[Collected data entries]
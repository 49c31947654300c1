use clap::{Parser, Subcommand};
use set_plays::commands::{run_plays, run_sort, DEFAULT_LIST_PATH};
use set_plays::{LogConfig, PlayCountClient};
use std::path::PathBuf;

/// Sum Mixcloud, SoundCloud and YouTube plays for every set in the list
#[derive(Parser)]
#[command(
    name = "set-plays",
    about = "Annotate a markdown set list with play counts",
    long_about = None
)]
struct Cli {
    /// Show detailed debug information on stderr
    #[arg(long, global = true)]
    verbose: bool,

    /// Markdown list of sets
    #[arg(long, global = true, env = "SET_PLAYS_INPUT", default_value = DEFAULT_LIST_PATH)]
    input: PathBuf,

    #[command(subcommand)]
    command: Option<Command>,
}

#[derive(Subcommand)]
enum Command {
    /// Re-order an already annotated list by play count, without fetching anything
    Sort,
}

#[tokio::main(flavor = "current_thread")]
async fn main() {
    let args = Cli::parse();
    LogConfig::new(args.verbose).init();

    let mut stdout = std::io::stdout().lock();

    let result = match args.command {
        Some(Command::Sort) => run_sort(&args.input, &mut stdout),
        None => {
            let http_client = http_client::native::NativeClient::new();
            let client = PlayCountClient::new(Box::new(http_client));
            run_plays(&client, &args.input, &mut stdout).await
        }
    };

    if let Err(e) = result {
        eprintln!("❌ Error: {e}");
        std::process::exit(1);
    }
}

**Work instructions:** All of the data above needs to be retyped exactly, with each line as it stands.

**Written response:**
repository 49c31947654300c1
use clap::{Parser, Subcommand};
use set_plays::commands::{run_plays, run_sort, DEFAULT_LIST_PATH};
use set_plays::{LogConfig, PlayCountClient};
use std::path::PathBuf;

/// Sum Mixcloud, SoundCloud and YouTube plays for every set in the list
#[derive(Parser)]
#[command(
    name = "set-plays",
    about = "Annotate a markdown set list with play counts",
    long_about = None
)]
struct Cli {
    /// Show detailed debug information on stderr
    #[arg(long, global = true)]
    verbose: bool,

    /// Markdown list of sets
    #[arg(long, global = true, env = "SET_PLAYS_INPUT", default_value = DEFAULT_LIST_PATH)]
    input: PathBuf,

    #[command(subcommand)]
    command: Option<Command>,
}

#[derive(Subcommand)]
enum Command {
    /// Re-order an already annotated list by play count, without fetching anything
    Sort,
}

#[tokio::main(flavor = "current_thread")]
async fn main() {
    let args = Cli::parse();
    LogConfig::new(args.verbose).init();

    let mut stdout = std::io::stdout().lock();

    let result = match args.command {
        Some(Command::Sort) => run_sort(&args.input, &mut stdout),
        None => {
            let http_client = http_client::native::NativeClient::new();
            let client = PlayCountClient::new(Box::new(http_client));
            run_plays(&client, &args.input, &mut stdout).await
        }
    };

    if let Err(e) = result {
        eprintln!("❌ Error: {e}");
        std::process::exit(1);
    }
}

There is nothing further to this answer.